**What to produce**
When the word "false" appears in a line of the data below, list that line.

**Stored items**
┌──

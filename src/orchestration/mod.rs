pub mod batch_orchestrator;

pub use batch_orchestrator::BatchOrchestrator;
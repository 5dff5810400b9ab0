// Image validation for archive-sourced candidates

use image::ImageFormat;
use std::io::Cursor;
use tracing::debug;

/// Encodings accepted by the pipeline
pub const SUPPORTED_FORMATS: &[ImageFormat] = &[
    ImageFormat::Png,
    ImageFormat::Jpeg,
    ImageFormat::Gif,
    ImageFormat::Bmp,
    ImageFormat::Tiff,
    ImageFormat::WebP,
];

/// File extensions that mark an archive entry as a candidate image
pub const IMAGE_EXTENSIONS: &[&str] = &["jpg", "jpeg", "png", "gif", "bmp", "tif", "tiff", "webp"];

pub fn has_image_extension(name: &str) -> bool {
    std::path::Path::new(name)
        .extension()
        .and_then(|ext| ext.to_str())
        .map(|ext| IMAGE_EXTENSIONS.iter().any(|known| known.eq_ignore_ascii_case(ext)))
        .unwrap_or(false)
}

/// Signature sniff followed by a full decode.
///
/// The sniff rejects obviously wrong payloads cheaply; the decode catches
/// truncated or corrupt files whose header still looks right.
pub fn is_valid_image(bytes: &[u8]) -> bool {
    let format = match image::guess_format(bytes) {
        Ok(format) if SUPPORTED_FORMATS.contains(&format) => format,
        Ok(format) => {
            debug!("Rejected image with unsupported format {:?}", format);
            return false;
        }
        Err(e) => {
            debug!("Rejected payload with unknown signature: {}", e);
            return false;
        }
    };

    let mut reader = image::ImageReader::new(Cursor::new(bytes));
    reader.set_format(format);
    match reader.decode() {
        Ok(img) => img.width() > 0 && img.height() > 0,
        Err(e) => {
            debug!("Rejected {:?} payload that failed to decode: {}", format, e);
            false
        }
    }
}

└──

**Your response**
        .unwrap_or(false)
            return false;
            return false;
            false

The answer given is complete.